Instructions to follow:
Check each line of the entries below for the word "Google", and copy the lines that have it.

++++ Data for review ++++

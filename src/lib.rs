//! # Scholar Harvest
//!
//! Harvests Google Scholar author profiles matching a research label and an
//! organization, following the result pages' continuation tokens until the last
//! page.
//!
//! ## Architecture
//!
//! - [`models`]: Query state, profile records and page results
//! - [`sources`]: The `Fetch` seam, record extraction, token resolution and the
//!   pagination driver
//! - [`utils`]: HTTP fetcher, retry with backoff, deduplication, delimited files
//! - [`config`]: Configuration management
//! - [`ui`]: Terminal progress and summaries for the CLI

pub mod config;
pub mod models;
pub mod sources;
pub mod ui;
pub mod utils;

// Re-export commonly used types
pub use config::HarvestConfig;
pub use models::{ProfileRecord, SearchQuery};
pub use sources::{HarvestError, HarvestOutcome, HarvestStatus, ScholarHarvester};

/// Library version
pub const VERSION: &str = env!("CARGO_PKG_VERSION");
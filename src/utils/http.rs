//! HTTP fetcher backed by reqwest.

use async_trait::async_trait;
use reqwest::{header::RETRY_AFTER, Client, StatusCode};
use std::time::Duration;

use crate::config::HarvestConfig;
use crate::sources::{Fetch, FetchRequest, HarvestError};

/// Fetch Client over a single pooled `reqwest::Client`.
///
/// One instance is created per harvest; dropping it closes its connections.
#[derive(Debug, Clone)]
pub struct HttpFetcher {
    client: Client,
}

impl HttpFetcher {
    /// Create a fetcher with the timeouts and user agent from `config`
    pub fn new(config: &HarvestConfig) -> Result<Self, HarvestError> {
        let client = Client::builder()
            .user_agent(config.user_agent.as_str())
            .timeout(Duration::from_secs(config.request_timeout_secs))
            .connect_timeout(Duration::from_secs(10))
            .pool_idle_timeout(Duration::from_secs(90))
            .build()?;

        Ok(Self { client })
    }
}

fn retry_after_secs(response: &reqwest::Response) -> Option<u64> {
    response
        .headers()
        .get(RETRY_AFTER)?
        .to_str()
        .ok()?
        .trim()
        .parse()
        .ok()
}

#[async_trait]
impl Fetch for HttpFetcher {
    async fn get(&self, request: &FetchRequest) -> Result<String, HarvestError> {
        let mut builder = self.client.get(&request.url).query(&request.params);
        for (name, value) in &request.headers {
            builder = builder.header(*name, value.as_str());
        }

        let response = builder
            .send()
            .await
            .map_err(|e| HarvestError::Transport(format!("Failed to fetch {}: {}", request.url, e)))?;

        let status = response.status();
        if status == StatusCode::TOO_MANY_REQUESTS {
            return Err(HarvestError::RateLimited {
                retry_after: retry_after_secs(&response),
            });
        }
        if status.is_server_error() {
            return Err(HarvestError::Transport(format!(
                "Server returned status: {}",
                status
            )));
        }
        if !status.is_success() {
            return Err(HarvestError::Blocked(status.as_u16()));
        }

        response
            .text()
            .await
            .map_err(|e| HarvestError::Transport(format!("Failed to read response: {}", e)))
    }
}
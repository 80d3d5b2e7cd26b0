use anyhow::{Context, Result};
use clap::{Args, Parser, Subcommand};
use scholar_harvest::config::{find_config_file, load_config, save_config, HarvestConfig};
use scholar_harvest::models::{ProfileRecord, PROFILE_COLUMNS};
use scholar_harvest::sources::{HarvestOutcome, HarvestStatus, ScholarHarvester};
use scholar_harvest::ui::{self, HarvestSpinner, Status};
use scholar_harvest::utils::{read_delimited, write_delimited};
use std::path::{Path, PathBuf};
use std::time::Instant;
use tokio_util::sync::CancellationToken;
use tracing_subscriber::{layer::SubscriberExt, util::SubscriberInitExt};

/// Scholar Harvest - collect Google Scholar author profiles by research label and organization
#[derive(Parser, Debug)]
#[command(name = "scholar-harvest")]
#[command(version = env!("CARGO_PKG_VERSION"))]
#[command(about = "Collect Google Scholar author profiles by research label and organization", long_about = None)]
#[command(propagate_version = true)]
struct Cli {
    /// Enable verbose logging (-v, -vv)
    #[arg(long, short, action = clap::ArgAction::Count, global = true)]
    verbose: u8,

    /// Suppress non-error output
    #[arg(long, short, global = true)]
    quiet: bool,

    /// Configuration file path
    #[arg(long, global = true)]
    config: Option<PathBuf>,

    /// Interface language sent as `hl`
    #[arg(long, global = true)]
    language: Option<String>,

    #[command(subcommand)]
    command: Commands,
}

/// Where harvested rows are written
#[derive(Args, Debug)]
struct OutputArgs {
    /// Directory for the output file
    #[arg(long, short, default_value = ".")]
    out_dir: PathBuf,

    /// Output file name (default derived from the query)
    #[arg(long, short)]
    file: Option<String>,
}

/// Pagination overrides for multi-page harvests
#[derive(Args, Debug)]
struct PagingArgs {
    /// Delay between page requests in milliseconds
    #[arg(long)]
    delay_ms: Option<u64>,

    /// Stop after this many pages
    #[arg(long)]
    max_pages: Option<usize>,
}

#[derive(Subcommand, Debug)]
enum Commands {
    /// Harvest every author profile for a label at an organization
    #[command(alias = "h")]
    Harvest {
        /// Research label, e.g. "physics"
        label: String,

        /// Organization, e.g. "Michigan University"
        organization: String,

        #[command(flatten)]
        output: OutputArgs,

        #[command(flatten)]
        paging: PagingArgs,
    },

    /// Harvest every author tagged with a research field, any organization
    #[command(alias = "f")]
    Field {
        /// Research field, e.g. "quantum computing"
        field: String,

        #[command(flatten)]
        output: OutputArgs,

        #[command(flatten)]
        paging: PagingArgs,
    },

    /// Search authors by name (first result page)
    #[command(alias = "n")]
    Name {
        /// Author name, matched as a quoted phrase
        name: String,

        #[command(flatten)]
        output: OutputArgs,
    },

    /// Look up a single profile by Scholar user id and print it as JSON
    #[command(alias = "p")]
    Profile {
        /// Scholar user id (the `user` parameter of a profile link)
        user_id: String,
    },

    /// Print the rows of a delimited file
    Read {
        /// File to read
        file: PathBuf,
    },

    /// Configuration management
    Config {
        #[command(subcommand)]
        action: ConfigAction,
    },
}

#[derive(Subcommand, Debug)]
enum ConfigAction {
    /// Print the effective configuration as TOML
    Show,

    /// Write a configuration file with default values
    Init {
        /// Destination (default: ./scholar-harvest.toml)
        #[arg(long)]
        path: Option<PathBuf>,

        /// Overwrite an existing file
        #[arg(long)]
        force: bool,
    },
}

/// `["physics", "Michigan University"]` gives `physics_michigan_university.csv`.
fn default_file_name(parts: &[&str]) -> String {
    let slug = parts
        .join(" ")
        .split(|c: char| !c.is_alphanumeric())
        .filter(|part| !part.is_empty())
        .map(str::to_lowercase)
        .collect::<Vec<_>>()
        .join("_");
    format!("{}.csv", slug)
}

fn apply_paging(config: &mut HarvestConfig, paging: &PagingArgs) {
    if let Some(delay_ms) = paging.delay_ms {
        config.page_delay_ms = delay_ms;
    }
    if paging.max_pages.is_some() {
        config.max_pages = paging.max_pages;
    }
}

/// Cancelled on Ctrl-C so a harvest stops with what it has.
fn interrupt_token() -> CancellationToken {
    let cancel = CancellationToken::new();
    let on_signal = cancel.clone();
    tokio::spawn(async move {
        if tokio::signal::ctrl_c().await.is_ok() {
            tracing::warn!("Interrupted, finishing with partial results");
            on_signal.cancel();
        }
    });
    cancel
}

fn write_records(records: &[ProfileRecord], output: &OutputArgs, default_name: String) -> Result<PathBuf> {
    let rows: Vec<Vec<String>> = records.iter().map(|r| r.to_row()).collect();
    let file_name = output.file.clone().unwrap_or(default_name);
    write_delimited(&rows, &output.out_dir, &file_name, &PROFILE_COLUMNS[..])
        .with_context(|| format!("failed to write {}", output.out_dir.join(&file_name).display()))
}

fn print_records(records: &[ProfileRecord]) {
    for (i, record) in records.iter().enumerate() {
        ui::print_record(i + 1, record);
    }
}

/// Report a finished harvest; exits non-zero when it failed.
fn report_outcome(outcome: &HarvestOutcome, path: &Path, started: Instant, quiet: bool) {
    if !quiet {
        print_records(&outcome.records);
        ui::print_outcome(outcome, started.elapsed());
        ui::print_status(Status::Info, &format!("Saved to {}", path.display()));
    }

    if outcome.status == HarvestStatus::Failed {
        std::process::exit(1);
    }
}

fn spinner(quiet: bool, target: &str) -> HarvestSpinner {
    if quiet {
        HarvestSpinner::hidden()
    } else {
        HarvestSpinner::new(target)
    }
}

fn resolve_config(cli: &Cli) -> Result<HarvestConfig> {
    let path = match &cli.config {
        Some(path) => Some(path.clone()),
        None => find_config_file(),
    };
    if let Some(path) = &path {
        tracing::info!("Using config file: {}", path.display());
    }

    let mut config = load_config(path.as_deref())?;
    if let Some(language) = &cli.language {
        config.language = language.clone();
    }
    Ok(config)
}

#[tokio::main]
async fn main() -> Result<()> {
    let cli = Cli::parse();

    let log_level = match cli.verbose {
        0 => "info",
        1 => "debug",
        _ => "trace",
    };
    let env_filter = if cli.quiet { "error" } else { log_level };

    tracing_subscriber::registry()
        .with(tracing_subscriber::EnvFilter::new(
            std::env::var("RUST_LOG")
                .unwrap_or_else(|_| format!("scholar_harvest={}", env_filter)),
        ))
        .with(tracing_subscriber::fmt::layer().with_writer(std::io::stderr))
        .init();

    let mut config = resolve_config(&cli)?;

    match cli.command {
        Commands::Harvest {
            label,
            organization,
            output,
            paging,
        } => {
            apply_paging(&mut config, &paging);
            let cancel = interrupt_token();
            let progress = spinner(cli.quiet, &format!("{} at {}", label, organization));

            let started = Instant::now();
            let outcome = ScholarHarvester::new(config)
                .harvest_observed(&label, &organization, &cancel, &progress)
                .await?;

            let path = write_records(
                &outcome.records,
                &output,
                default_file_name(&[label.as_str(), organization.as_str()]),
            )?;
            report_outcome(&outcome, &path, started, cli.quiet);
        }

        Commands::Field {
            field,
            output,
            paging,
        } => {
            apply_paging(&mut config, &paging);
            let cancel = interrupt_token();
            let progress = spinner(cli.quiet, &field);

            let started = Instant::now();
            let outcome = ScholarHarvester::new(config)
                .harvest_field(&field, &cancel, &progress)
                .await?;

            let path = write_records(&outcome.records, &output, default_file_name(&[field.as_str()]))?;
            report_outcome(&outcome, &path, started, cli.quiet);
        }

        Commands::Name { name, output } => {
            let records = ScholarHarvester::new(config).search_by_name(&name).await?;
            let path = write_records(&records, &output, default_file_name(&[name.as_str()]))?;

            if !cli.quiet {
                print_records(&records);
                ui::print_status(
                    Status::Info,
                    &format!("{} profiles saved to {}", records.len(), path.display()),
                );
            }
        }

        Commands::Profile { user_id } => {
            let harvester = ScholarHarvester::new(config);
            let details = harvester.fetch_profile(&user_id).await?;

            if !cli.quiet {
                ui::print_profile(&details);
                ui::print_divider();
            }
            println!("{}", serde_json::to_string_pretty(&details)?);
        }

        Commands::Read { file } => {
            let rows = read_delimited(&file)
                .with_context(|| format!("failed to read {}", file.display()))?;
            for row in &rows {
                println!("{}", row.join(" | "));
            }
            if !cli.quiet {
                ui::print_status(Status::Info, &format!("{} lines", rows.len()));
            }
        }

        Commands::Config { action } => match action {
            ConfigAction::Show => {
                let content = toml::to_string_pretty(&config)
                    .context("failed to render configuration")?;
                println!("{}", content);
            }
            ConfigAction::Init { path, force } => {
                let path = path.unwrap_or_else(|| {
                    PathBuf::from(scholar_harvest::config::CONFIG_FILE_NAME)
                });
                if path.exists() && !force {
                    anyhow::bail!(
                        "{} already exists, pass --force to overwrite",
                        path.display()
                    );
                }
                save_config(&HarvestConfig::default(), &path)?;
                ui::print_status(
                    Status::Success,
                    &format!("Wrote default configuration to {}", path.display()),
                );
            }
        },
    }

    Ok(())
}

++++

Solution:
//! Harvests Google Scholar author profiles matching a research label and an
/// Scholar Harvest - collect Google Scholar author profiles by research label and organization
#[command(about = "Collect Google Scholar author profiles by research label and organization", long_about = None)]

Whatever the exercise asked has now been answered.